Although Soma is one of my favorite games of 2015, its monsters frustrated me. Soma’s story, which raises questions about the nature of A.I., consciousness, and end-of-the-world scenarios through insightful conversations between characters, moves at a brisk pace. These conversations, their implications, and how developer Frictional Games weaves them into interactive moments not only deepen the atmosphere, but offer terrifying mental spaces for players to venture into without resorting to gore or violence. But having to crawl into vents and wait for monsters to walk by didn’t mesh with these threads, and slowed down the momentum of the plot. 

These encounters usually weren’t challenging, but they still revealed how frail of an illusion horror game monsters often are. As in most horror games, dying to Soma’s monsters even once dispelled the dread and tension I’d built up to that point wandering the dimly-lit halls of Pathos-II. At that point, as in most horror games, I was more concerned with outsmarting or circumventing the monsters chasing me in a way that removed me from the world entirely. It’s a constant rub between me and horror games; the moment a monster kills me, it’s lost all of its power to scare me.

As annoyed as I was, at the time I wondered if my issue with its monsters was a “the grass is always greener” scenario; would transforming Soma from a creepy stealth game to a creepy first-person adventure ruin the experience? After playing through the game again in the newly-added Safe Mode (which prevents the game’s various monsters from harming you), I don’t think the hide-and-seek encounters added much to my initial playthrough, and in many ways, the more passive experience improved the overall mood of a horror game like Soma.

Without monsters, the more high-brow aspects of Soma come to light. I was free to pour over the myriad computer terminals, dead bodies containing short stories, and dense environmental storytelling Soma executes so well. In the tension of a heated chase with monsters, I was more prone to run past bits of story I would have otherwise sifted through. Running from monsters might be more true to the horror experience, but these little bits of info did more to immerse me in Soma’s dreadful world (make me more concerned with the sometimes scary questions it asks) than any monster chase.

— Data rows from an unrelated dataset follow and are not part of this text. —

//! HTTP surface exercised through the router without a listener.

use std::collections::HashMap;
use std::sync::Arc;
use std::time::Duration;

use axum::body::Body;
use axum::http::{Request, StatusCode};
use http_body_util::BodyExt;
use serde_json::{Value, json};
use tempfile::TempDir;
use time::OffsetDateTime;
use tower::ServiceExt;
use wiremock::matchers::{body_json, method, path};
use wiremock::{Mock, MockServer, ResponseTemplate};

use waav_session::core::tools::{ApprovalPolicy, HttpToolConfig};
use waav_session::routes::create_app;
use waav_session::state::ActiveSession;
use waav_session::transcript::{EntryType, TranscriptEntry};
use waav_session::{
    AppState, ServerConfig, SessionConfig, SessionError, SessionStateMachine, TurnDetectionPolicy,
    spawn_session,
};

fn test_config(transcript_dir: Option<&TempDir>) -> ServerConfig {
    ServerConfig {
        host: "127.0.0.1".to_string(),
        port: 0,
        openai_api_key: Some("sk-test".to_string()),
        realtime_model: "gpt-realtime".to_string(),
        realtime_voice: "marin".to_string(),
        realtime_instructions: None,
        transcription_model: None,
        turn_detection: TurnDetectionPolicy::default(),
        tool_timeout_seconds: 30,
        cancel_ack_timeout_ms: 2000,
        history_max_tokens: 32_000,
        history_retain_ratio: 0.75,
        approval_policy: ApprovalPolicy::AutoApprove,
        auto_response: true,
        transcript_dir: transcript_dir.map(|d| d.path().join("transcripts")),
        cors_allowed_origins: None,
        tools: Vec::new(),
    }
}

fn webhook_tool(server: &MockServer, name: &str, dangerous: bool) -> HttpToolConfig {
    HttpToolConfig {
        name: name.to_string(),
        description: format!("{name} webhook"),
        parameters: Some(json!({
            "type": "object",
            "properties": { "order_id": { "type": "string" } }
        })),
        url: format!("{}/{name}", server.uri()),
        timeout_seconds: None,
        dangerous,
        headers: HashMap::new(),
    }
}

async fn send(state: &Arc<AppState>, method: &str, uri: &str) -> (StatusCode, Value) {
    let request = Request::builder()
        .method(method)
        .uri(uri)
        .body(Body::empty())
        .unwrap();
    dispatch(state, request).await
}

async fn send_json(state: &Arc<AppState>, uri: &str, body: Value) -> (StatusCode, Value) {
    let request = Request::builder()
        .method("POST")
        .uri(uri)
        .header("content-type", "application/json")
        .body(Body::from(body.to_string()))
        .unwrap();
    dispatch(state, request).await
}

async fn dispatch(state: &Arc<AppState>, request: Request<Body>) -> (StatusCode, Value) {
    let response = create_app(state.clone()).oneshot(request).await.unwrap();
    let status = response.status();
    let bytes = response.into_body().collect().await.unwrap().to_bytes();
    let body = serde_json::from_slice(&bytes).unwrap_or(Value::Null);
    (status, body)
}

#[tokio::test]
async fn test_health_check() {
    let state = AppState::new(test_config(None)).unwrap();
    let (status, body) = send(&state, "GET", "/").await;
    assert_eq!(status, StatusCode::OK);
    assert_eq!(body["status"], "OK");
}

#[tokio::test]
async fn test_sessions_unavailable_without_persistence() {
    let state = AppState::new(test_config(None)).unwrap();
    for uri in ["/sessions", "/sessions/stats", "/sessions/sess_1"] {
        let (status, body) = send(&state, "GET", uri).await;
        assert_eq!(status, StatusCode::NOT_FOUND, "{uri}");
        assert!(body["error"].as_str().unwrap().contains("disabled"));
    }
}

#[tokio::test]
async fn test_list_and_get_stored_session() {
    let dir = TempDir::new().unwrap();
    let state = AppState::new(test_config(Some(&dir))).unwrap();
    let repo = state.transcripts.clone().unwrap();
    repo.create_session("sess_1").unwrap();
    repo.create_session("sess_2").unwrap();
    for text in ["first", "second", "third"] {
        repo.add_entry(&TranscriptEntry::new("sess_1", EntryType::User).with_text(text))
            .unwrap();
    }

    let (status, body) = send(&state, "GET", "/sessions").await;
    assert_eq!(status, StatusCode::OK);
    assert_eq!(body["count"], 2);
    assert_eq!(body["sessions"][0]["id"], "sess_2");

    let (status, body) = send(&state, "GET", "/sessions?limit=1").await;
    assert_eq!(status, StatusCode::OK);
    assert_eq!(body["count"], 1);

    let (status, body) = send(&state, "GET", "/sessions/sess_1?limit=2").await;
    assert_eq!(status, StatusCode::OK);
    assert_eq!(body["session"]["message_count"], 3);
    assert_eq!(body["transcript"].as_array().unwrap().len(), 2);
    assert_eq!(body["transcript"][1]["text"], "third");
    assert!(body.get("live").is_none());
}

#[tokio::test]
async fn test_unknown_session_and_bad_status_filter() {
    let dir = TempDir::new().unwrap();
    let state = AppState::new(test_config(Some(&dir))).unwrap();

    let (status, _) = send(&state, "GET", "/sessions/missing").await;
    assert_eq!(status, StatusCode::NOT_FOUND);

    let (status, body) = send(&state, "GET", "/sessions?status=sleeping").await;
    assert_eq!(status, StatusCode::BAD_REQUEST);
    assert!(body["error"].as_str().unwrap().contains("sleeping"));

    let (status, _) = send(&state, "GET", "/sessions/..%2Fetc").await;
    assert!(status.is_client_error());
}

#[tokio::test]
async fn test_end_stored_session_twice() {
    let dir = TempDir::new().unwrap();
    let state = AppState::new(test_config(Some(&dir))).unwrap();
    state
        .transcripts
        .as_ref()
        .unwrap()
        .create_session("sess_end")
        .unwrap();

    let (status, body) = send(&state, "POST", "/sessions/sess_end/end").await;
    assert_eq!(status, StatusCode::OK);
    assert_eq!(body["status"], "completed");
    assert_eq!(body["end_reason"], "user_ended");

    let (status, body) = send(&state, "POST", "/sessions/sess_end/end").await;
    assert_eq!(status, StatusCode::CONFLICT);
    assert!(body["error"].as_str().unwrap().contains("already ended"));

    let (status, _) = send(&state, "POST", "/sessions/nobody/end").await;
    assert_eq!(status, StatusCode::NOT_FOUND);
}

#[tokio::test]
async fn test_live_session_is_reported_and_closed() {
    let dir = TempDir::new().unwrap();
    let state = AppState::new(test_config(Some(&dir))).unwrap();
    state
        .transcripts
        .as_ref()
        .unwrap()
        .create_session("sess_live")
        .unwrap();

    let machine = SessionStateMachine::new("sess_live", SessionConfig::default());
    let (handle, _outputs, _task) = spawn_session(machine);
    state.sessions.insert(
        "sess_live".to_string(),
        ActiveSession {
            handle: handle.clone(),
            started_at: OffsetDateTime::now_utc(),
        },
    );

    let (status, body) = send(&state, "GET", "/sessions/stats").await;
    assert_eq!(status, StatusCode::OK);
    assert_eq!(body["active_sessions"], 1);
    assert_eq!(body["total_sessions"], 1);

    let (status, body) = send(&state, "GET", "/sessions/sess_live").await;
    assert_eq!(status, StatusCode::OK);
    assert_eq!(body["live"]["state"], "idle");
    assert_eq!(body["live"]["closed"], false);

    let (status, body) = send(&state, "POST", "/sessions/sess_live/end").await;
    assert_eq!(status, StatusCode::ACCEPTED);
    assert_eq!(body["status"], "closing");
    match handle.snapshot().await {
        Ok(snapshot) => assert!(snapshot.closed),
        Err(e) => assert_eq!(e, SessionError::SessionClosed),
    }
}

#[tokio::test]
async fn test_session_socket_requires_upgrade() {
    let state = AppState::new(test_config(None)).unwrap();
    let (status, _) = send(&state, "GET", "/session").await;
    assert!(status.is_client_error());
}

#[tokio::test]
async fn test_list_tools() {
    let server = MockServer::start().await;
    let mut config = test_config(None);
    config.tools = vec![
        webhook_tool(&server, "lookup_order", false),
        webhook_tool(&server, "refund_order", true),
    ];
    let state = AppState::new(config).unwrap();

    let (status, body) = send(&state, "GET", "/tools").await;
    assert_eq!(status, StatusCode::OK);
    assert_eq!(body["count"], 2);
    assert_eq!(body["tools"][0]["name"], "lookup_order");
    assert_eq!(body["tools"][1]["name"], "refund_order");
    assert_eq!(
        body["tools"][0]["parameters"]["properties"]["order_id"]["type"],
        "string"
    );
}

#[tokio::test]
async fn test_list_tools_empty() {
    let state = AppState::new(test_config(None)).unwrap();
    let (status, body) = send(&state, "GET", "/tools").await;
    assert_eq!(status, StatusCode::OK);
    assert_eq!(body["count"], 0);
    assert_eq!(body["tools"], json!([]));
}

#[tokio::test]
async fn test_execute_tool_posts_arguments() {
    let server = MockServer::start().await;
    Mock::given(method("POST"))
        .and(path("/lookup_order"))
        .and(body_json(json!({"order_id": "A-17"})))
        .respond_with(ResponseTemplate::new(200).set_body_json(json!({"status": "shipped"})))
        .expect(1)
        .mount(&server)
        .await;
    let mut config = test_config(None);
    config.tools = vec![webhook_tool(&server, "lookup_order", false)];
    let state = AppState::new(config).unwrap();

    let (status, body) =
        send_json(&state, "/execute/lookup_order", json!({"order_id": "A-17"})).await;
    assert_eq!(status, StatusCode::OK);
    assert_eq!(body["success"], true);
    assert_eq!(body["output"]["status"], "shipped");
}

#[tokio::test]
async fn test_execute_unknown_tool() {
    let state = AppState::new(test_config(None)).unwrap();
    let (status, body) = send_json(&state, "/execute/missing", json!({})).await;
    assert_eq!(status, StatusCode::NOT_FOUND);
    assert!(body["error"].as_str().unwrap().contains("missing"));
}

#[tokio::test]
async fn test_execute_tool_failure_and_timeout() {
    let server = MockServer::start().await;
    Mock::given(method("POST"))
        .and(path("/lookup_order"))
        .respond_with(ResponseTemplate::new(500).set_body_string("boom"))
        .mount(&server)
        .await;
    Mock::given(method("POST"))
        .and(path("/slow_order"))
        .respond_with(ResponseTemplate::new(200).set_delay(Duration::from_secs(3)))
        .mount(&server)
        .await;
    let mut config = test_config(None);
    config.tool_timeout_seconds = 1;
    config.tools = vec![
        webhook_tool(&server, "lookup_order", false),
        webhook_tool(&server, "slow_order", false),
    ];
    let state = AppState::new(config).unwrap();

    let (status, body) = send_json(&state, "/execute/lookup_order", json!({})).await;
    assert_eq!(status, StatusCode::BAD_GATEWAY);
    assert_eq!(body["error"], "execution_failed");
    assert!(body["message"].as_str().unwrap().contains("500"));

    let (status, body) = send_json(&state, "/execute/slow_order", json!({})).await;
    assert_eq!(status, StatusCode::GATEWAY_TIMEOUT);
    assert_eq!(body["error"], "timeout");
    assert_eq!(body["timeout_ms"], 1000);
}

#[tokio::test]
async fn test_execute_dangerous_tool_refused_when_safe_only() {
    let server = MockServer::start().await;
    Mock::given(method("POST"))
        .and(path("/refund_order"))
        .respond_with(ResponseTemplate::new(200))
        .expect(0)
        .mount(&server)
        .await;
    let mut config = test_config(None);
    config.approval_policy = ApprovalPolicy::SafeOnly;
    config.tools = vec![webhook_tool(&server, "refund_order", true)];
    let state = AppState::new(config).unwrap();

    let (status, body) = send_json(&state, "/execute/refund_order", json!({})).await;
    assert_eq!(status, StatusCode::FORBIDDEN);
    assert_eq!(body["error"], "denied");
    assert_eq!(body["name"], "refund_order");
}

Safe Mode does fumble in a few ways. Shortly after the game released on PC, a mod that not only prevented them from harming players, but gutted the monsters’ aggression drive entirely became popular; with it installed, monsters simply roamed the halls avoiding you. In Safe Mode, monsters are still aggressive, but simply don’t deal damage. While I appreciated my newfound immortality, these encounters made me think I was “breaking” the Soma experience more than playing a mod which literally did break the experience.

Additionally, it does rob a few sequences of their tension. At one point during my second playthrough, I need to reboot a mainframe so I can access new modules to convince an A.I. to give me a cipher (it’s a long story). After flipping the switch in the server room that reboots the mainframe, I need to wait about 30 seconds as it boots up, then press a button before the whole sequence resets. The problem is that a Proxy (a horrifying mix of human, robot, and a sickly goo called Structure Gel) is roaming the server room, eager to pounce on anyone who might want to do some quick tech support.

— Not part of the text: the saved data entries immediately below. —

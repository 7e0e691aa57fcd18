//! Session WebSocket route configuration

use axum::{Router, routing::get};
use tower_http::trace::TraceLayer;

use crate::handlers::session_handler;
use crate::state::AppState;
use std::sync::Arc;

/// Create the session WebSocket router
///
/// # Endpoint
///
/// `GET /session` - WebSocket upgrade for one orchestrated voice session.
/// `GET /session?resume={id}` continues a stored session.
///
/// # Protocol
///
/// After the upgrade, clients send:
/// 1. a `config` message (voice, instructions, turn detection)
/// 2. binary audio frames (PCM 16-bit, 24kHz, mono)
/// 3. `audio_played` reports while output audio plays
///
/// Server responds with:
/// - `session_created` once the provider is connected
/// - `state_changed`, `transcript`, `tool_started`, `tool_finished`, `truncated`
/// - binary frames of output audio
/// - `error` on failures
///
/// # Example
///
/// ```json
/// // Client sends config
/// {"type": "config", "voice": "marin", "turn_detection": {"type": "semantic_vad"}}
///
/// // Server responds
/// {"type": "session_created", "session_id": "...", "model": "gpt-realtime", "voice": "marin", "turn_detection": "semantic_vad", "resumed_items": 0}
///
/// // Client reports playback of output audio
/// {"type": "audio_played", "item_id": "item_abc", "ms_played": 1200}
/// ```
pub fn create_session_router() -> Router<Arc<AppState>> {
    Router::new()
        .route("/session", get(session_handler))
        .layer(TraceLayer::new_for_http())
}
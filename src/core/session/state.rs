use serde::{Deserialize, Serialize};
use std::fmt;

/// Conversational state of a session.
#[derive(Debug, Clone, Copy, PartialEq, Eq, Hash, Serialize, Deserialize, Default)]
#[serde(rename_all = "snake_case")]
pub enum SessionState {
    /// No active response, no user speech.
    #[default]
    Idle,
    /// Speech started, turn not yet complete.
    UserSpeaking,
    /// Turn complete, provider generating.
    Processing,
    /// Response output streaming.
    AgentSpeaking,
    /// User barged in; resolved to `UserSpeaking` within the same event.
    Interrupted,
}

impl fmt::Display for SessionState {
    fn fmt(&self, f: &mut fmt::Formatter<'_>) -> fmt::Result {
        match self {
            SessionState::Idle => write!(f, "idle"),
            SessionState::UserSpeaking => write!(f, "user_speaking"),
            SessionState::Processing => write!(f, "processing"),
            SessionState::AgentSpeaking => write!(f, "agent_speaking"),
            SessionState::Interrupted => write!(f, "interrupted"),
        }
    }
}

/// Inputs of the transition table.
#[derive(Debug, Clone, Copy, PartialEq, Eq)]
pub enum Transition {
    SpeechStarted,
    TurnComplete,
    /// Turn committed without requesting a response.
    TurnCommitted,
    ResponseRequested,
    ResponseStarted,
    ResponseDone,
    InterruptionResolved,
    /// Detection lost, generation failed, protocol error or close.
    Reset,
}

impl SessionState {
    /// Target state of `transition`, or `None` when the table has no entry.
    pub fn next(self, transition: Transition) -> Option<SessionState> {
        use SessionState::*;
        use Transition as T;

        match (self, transition) {
            (Idle, T::SpeechStarted) => Some(UserSpeaking),
            (UserSpeaking, T::TurnComplete) => Some(Processing),
            (UserSpeaking, T::TurnCommitted) => Some(Idle),
            (Idle, T::ResponseRequested) => Some(Processing),
            (Processing, T::ResponseStarted) => Some(AgentSpeaking),
            // the pending response is cancelled before producing output
            (Processing, T::SpeechStarted) => Some(UserSpeaking),
            (Processing, T::ResponseDone) => Some(Idle),
            (AgentSpeaking, T::ResponseDone) => Some(Idle),
            (AgentSpeaking, T::SpeechStarted) => Some(Interrupted),
            (Interrupted, T::InterruptionResolved) => Some(UserSpeaking),
            (_, T::Reset) => Some(Idle),
            _ => None,
        }
    }

    /// Whether a response is pending or streaming.
    pub fn has_response(self) -> bool {
        matches!(self, SessionState::Processing | SessionState::AgentSpeaking)
    }
}

#[cfg(test)]
mod tests {
    use super::*;

    #[test]
    fn test_happy_path() {
        let mut state = SessionState::Idle;
        for (transition, expected) in [
            (Transition::SpeechStarted, SessionState::UserSpeaking),
            (Transition::TurnComplete, SessionState::Processing),
            (Transition::ResponseStarted, SessionState::AgentSpeaking),
            (Transition::ResponseDone, SessionState::Idle),
        ] {
            state = state.next(transition).unwrap();
            assert_eq!(state, expected);
        }
    }

    #[test]
    fn test_barge_in_path() {
        let state = SessionState::AgentSpeaking
            .next(Transition::SpeechStarted)
            .unwrap();
        assert_eq!(state, SessionState::Interrupted);
        assert_eq!(
            state.next(Transition::InterruptionResolved),
            Some(SessionState::UserSpeaking)
        );
    }

    #[test]
    fn test_speech_started_while_speaking_has_no_entry() {
        assert_eq!(
            SessionState::UserSpeaking.next(Transition::SpeechStarted),
            None
        );
    }

    #[test]
    fn test_reset_from_any_state() {
        for state in [
            SessionState::Idle,
            SessionState::UserSpeaking,
            SessionState::Processing,
            SessionState::AgentSpeaking,
            SessionState::Interrupted,
        ] {
            assert_eq!(state.next(Transition::Reset), Some(SessionState::Idle));
        }
    }

    #[test]
    fn test_display() {
        assert_eq!(SessionState::AgentSpeaking.to_string(), "agent_speaking");
    }
}
use serde::{Deserialize, Serialize};
use time::OffsetDateTime;

/// Bytes per PCM16 mono sample.
const BYTES_PER_SAMPLE: u64 = 2;

/// Default output sample rate of realtime speech providers.
pub const DEFAULT_SAMPLE_RATE: u32 = 24_000;

#[derive(Debug, Clone, Copy, PartialEq, Eq, Serialize, Deserialize)]
#[serde(rename_all = "lowercase")]
pub enum ItemRole {
    User,
    Assistant,
    Tool,
}

impl ItemRole {
    pub fn as_str(&self) -> &'static str {
        match self {
            ItemRole::User => "user",
            ItemRole::Assistant => "assistant",
            ItemRole::Tool => "tool",
        }
    }
}

/// What kind of conversation item this is.
#[derive(Debug, Clone, PartialEq, Serialize, Deserialize)]
#[serde(tag = "type", rename_all = "snake_case")]
pub enum ItemKind {
    Message,
    FunctionCall {
        call_id: String,
        name: String,
        arguments: String,
    },
    FunctionCallOutput {
        call_id: String,
        output: String,
    },
}

/// PCM16 mono audio attached to an item.
///
/// The raw samples stay in memory for the lifetime of the session and are
/// never serialized; records only carry the duration.
#[derive(Debug, Clone, PartialEq, Serialize, Deserialize)]
pub struct AudioContent {
    #[serde(skip)]
    pub pcm: Vec<u8>,
    pub sample_rate: u32,
    pub duration_ms: u64,
}

impl AudioContent {
    pub fn new(sample_rate: u32) -> Self {
        Self {
            pcm: Vec::new(),
            sample_rate: if sample_rate == 0 {
                DEFAULT_SAMPLE_RATE
            } else {
                sample_rate
            },
            duration_ms: 0,
        }
    }

    pub fn append(&mut self, chunk: &[u8]) {
        self.pcm.extend_from_slice(chunk);
        self.duration_ms = bytes_to_ms(self.pcm.len() as u64, self.sample_rate);
    }

    /// Drop every sample after `cutoff_ms`. The recorded duration becomes
    /// exactly `cutoff_ms` (or stays unchanged if it was already shorter).
    pub fn truncate_to(&mut self, cutoff_ms: u64) {
        if cutoff_ms >= self.duration_ms {
            return;
        }
        let keep = ms_to_bytes(cutoff_ms, self.sample_rate).min(self.pcm.len() as u64);
        self.pcm.truncate(keep as usize);
        self.duration_ms = cutoff_ms;
    }
}

/// Duration of `len` bytes of PCM16 mono audio.
pub fn bytes_to_ms(len: u64, sample_rate: u32) -> u64 {
    let bytes_per_second = sample_rate as u64 * BYTES_PER_SAMPLE;
    if bytes_per_second == 0 {
        return 0;
    }
    len * 1000 / bytes_per_second
}

/// Byte offset of `ms` into PCM16 mono audio, aligned to a whole sample.
pub fn ms_to_bytes(ms: u64, sample_rate: u32) -> u64 {
    let samples = ms * sample_rate as u64 / 1000;
    samples * BYTES_PER_SAMPLE
}

#[derive(Debug, Clone, Default, PartialEq, Serialize, Deserialize)]
pub struct ItemContent {
    #[serde(default, skip_serializing_if = "Option::is_none")]
    pub text: Option<String>,
    /// Transcript of the item's audio.
    #[serde(default, skip_serializing_if = "Option::is_none")]
    pub transcript: Option<String>,
    #[serde(default, skip_serializing_if = "Option::is_none")]
    pub audio: Option<AudioContent>,
}

impl ItemContent {
    pub fn text(text: impl Into<String>) -> Self {
        Self {
            text: Some(text.into()),
            ..Default::default()
        }
    }

    pub fn is_empty(&self) -> bool {
        self.text.as_deref().is_none_or(str::is_empty)
            && self.transcript.as_deref().is_none_or(str::is_empty)
            && self.audio.as_ref().is_none_or(|a| a.duration_ms == 0)
    }

    /// Text that best represents the item: the transcript for audio, the text
    /// otherwise.
    pub fn display_text(&self) -> Option<&str> {
        self.transcript.as_deref().or(self.text.as_deref())
    }
}

/// An atomic unit of conversation history, serialized as
/// `{id, role, content, truncation_marker, timestamp}`.
#[derive(Debug, Clone, PartialEq, Serialize, Deserialize)]
pub struct ConversationItem {
    pub id: String,
    pub role: ItemRole,
    #[serde(flatten)]
    pub kind: ItemKind,
    pub content: ItemContent,
    /// Set to `audio_end_ms` when the item was cut short by an interruption.
    #[serde(rename = "truncation_marker")]
    pub audio_end_ms: Option<u64>,
    #[serde(rename = "timestamp", with = "time::serde::rfc3339")]
    pub created_at: OffsetDateTime,
}

impl ConversationItem {
    fn new(role: ItemRole, kind: ItemKind, content: ItemContent) -> Self {
        Self {
            id: String::new(),
            role,
            kind,
            content,
            audio_end_ms: None,
            created_at: OffsetDateTime::now_utc(),
        }
    }

    pub fn user_message(content: ItemContent) -> Self {
        Self::new(ItemRole::User, ItemKind::Message, content)
    }

    pub fn assistant_message(content: ItemContent) -> Self {
        Self::new(ItemRole::Assistant, ItemKind::Message, content)
    }

    pub fn function_call(
        call_id: impl Into<String>,
        name: impl Into<String>,
        arguments: impl Into<String>,
    ) -> Self {
        Self::new(
            ItemRole::Assistant,
            ItemKind::FunctionCall {
                call_id: call_id.into(),
                name: name.into(),
                arguments: arguments.into(),
            },
            ItemContent::default(),
        )
    }

    pub fn function_call_output(call_id: impl Into<String>, output: impl Into<String>) -> Self {
        Self::new(
            ItemRole::Tool,
            ItemKind::FunctionCallOutput {
                call_id: call_id.into(),
                output: output.into(),
            },
            ItemContent::default(),
        )
    }

    pub fn with_id(mut self, id: impl Into<String>) -> Self {
        self.id = id.into();
        self
    }

    /// Call id for function calls and their outputs.
    pub fn call_id(&self) -> Option<&str> {
        match &self.kind {
            ItemKind::FunctionCall { call_id, .. } | ItemKind::FunctionCallOutput { call_id, .. } => {
                Some(call_id)
            }
            ItemKind::Message => None,
        }
    }

    pub fn is_truncated(&self) -> bool {
        self.audio_end_ms.is_some()
    }

    pub fn audio_duration_ms(&self) -> u64 {
        self.content.audio.as_ref().map(|a| a.duration_ms).unwrap_or(0)
    }

    /// Rough token cost of the item: a quarter token per character of text
    /// plus twenty tokens per second of audio.
    pub fn estimated_tokens(&self) -> usize {
        let mut chars = 0usize;
        if let Some(text) = &self.content.text {
            chars += text.chars().count();
        }
        if let Some(transcript) = &self.content.transcript {
            chars += transcript.chars().count();
        }
        match &self.kind {
            ItemKind::Message => {}
            ItemKind::FunctionCall {
                name, arguments, ..
            } => chars += name.len() + arguments.len(),
            ItemKind::FunctionCallOutput { output, .. } => chars += output.len(),
        }
        chars.div_ceil(4) + (self.audio_duration_ms() / 50) as usize
    }
}

/// Cut `text` to the share of it that corresponds to `played_ms` out of
/// `total_ms`, backing off to the previous word boundary.
pub fn truncate_text_proportionally(text: &str, played_ms: u64, total_ms: u64) -> String {
    if total_ms == 0 || played_ms >= total_ms {
        return text.to_string();
    }
    let total_chars = text.chars().count();
    let keep_chars = (total_chars as u128 * played_ms as u128 / total_ms as u128) as usize;
    if keep_chars == 0 {
        return String::new();
    }

    let byte_end = text
        .char_indices()
        .nth(keep_chars)
        .map(|(i, _)| i)
        .unwrap_or(text.len());

    // already on a boundary
    if text[byte_end..].starts_with(char::is_whitespace) {
        return text[..byte_end].trim_end().to_string();
    }

    let prefix = &text[..byte_end];
    match prefix.rfind(char::is_whitespace) {
        Some(boundary) => prefix[..boundary].trim_end().to_string(),
        None => prefix.to_string(),
    }
}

Except it’s not a problem in Safe Mode. I’m free to simply run up to the terminal and wait out the timer. When the Proxy finally finds me it pounces, but all it can do is make my screen turn red for a few seconds. I press the button, reboot the mainframe, and go about my day without even a slight panic.

Despite these tepid moments, I think having monsters around without letting them hurt you is the right call. While the monsters may be annoying, they do tie into the game’s narrative, so removing them entirely would do the game a disservice. And even if they can’t hurt you, the monsters augment Soma’s desolate tone. I also have to admit that even though I knew they couldn’t hurt me, I did instinctively hide from monsters a few times. Those moments may be the best of both worlds; getting the player to play along with the haunted-house charade most horror games shoot for without tipping over into frustration. 

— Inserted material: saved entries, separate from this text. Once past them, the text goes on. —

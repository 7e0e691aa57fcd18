pub mod config;
pub mod core;
pub mod errors;
pub mod handlers;
pub mod init;
pub mod routes;
pub mod state;
pub mod transcript;

// Re-export commonly used items for convenience
pub use config::ServerConfig;
pub use core::*;
pub use errors::app_error::{AppError, AppResult};
pub use state::AppState;
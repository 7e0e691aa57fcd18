//! Shared application state.

use std::sync::Arc;
use std::time::Duration;

use dashmap::DashMap;
use time::OffsetDateTime;
use tracing::{info, warn};

use crate::config::ServerConfig;
use crate::core::session::SessionHandle;
use crate::core::tools::{HttpTool, ToolRegistry};
use crate::transcript::TranscriptRepository;

/// A session currently served by this process.
#[derive(Debug, Clone)]
pub struct ActiveSession {
    pub handle: SessionHandle,
    pub started_at: OffsetDateTime,
}

/// State shared by every route.
#[derive(Debug)]
pub struct AppState {
    pub config: ServerConfig,
    /// `None` when transcript persistence is disabled
    pub transcripts: Option<Arc<TranscriptRepository>>,
    /// Shared client for webhook tools
    pub http_client: reqwest::Client,
    /// Live sessions by id
    pub sessions: DashMap<String, ActiveSession>,
}

impl AppState {
    pub fn new(config: ServerConfig) -> anyhow::Result<Arc<Self>> {
        let transcripts = match &config.transcript_dir {
            Some(dir) => {
                let repo = TranscriptRepository::open(dir)?;
                info!(dir = %dir.display(), "Transcript persistence enabled");
                Some(Arc::new(repo))
            }
            None => None,
        };

        let http_client = reqwest::Client::builder()
            .pool_idle_timeout(Duration::from_secs(90))
            .build()?;

        Ok(Arc::new(Self {
            config,
            transcripts,
            http_client,
            sessions: DashMap::new(),
        }))
    }

    /// Webhook tools from the configuration, ready to hand to a new session.
    ///
    /// Tools marked dangerous are refused under the safe-only approval
    /// policy.
    pub fn build_tool_registry(&self) -> ToolRegistry {
        let mut registry = ToolRegistry::new();
        for tool in &self.config.tools {
            let handler = match HttpTool::from_config(self.http_client.clone(), tool) {
                Ok(handler) => Arc::new(handler),
                Err(e) => {
                    warn!(tool = %tool.name, error = %e, "Skipping webhook tool with invalid url");
                    continue;
                }
            };
            let result = if tool.dangerous {
                registry.register_dangerous(tool.definition(), handler)
            } else {
                registry.register(tool.definition(), handler)
            };
            if let Err(e) = result {
                warn!(tool = %tool.name, error = %e, "Skipping webhook tool");
            }
        }
        registry
    }
}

For horror purists, it might be heresy to imply that horror games could use less monsters. I don’t think that’s the case. As often as I died in my time with Alien: Isolation, for example, I don’t think it would work without a Xenomorph to fear. I do, however, think Soma’s Safe Mode is a good case study about where horror games could head; farther away from jump scares, viscera, and monster chases that have come to define horror in other mediums, and more towards experiences that, while creepy, seek more to make you fear a world that doesn’t exist than monsters that are ultimately powerless.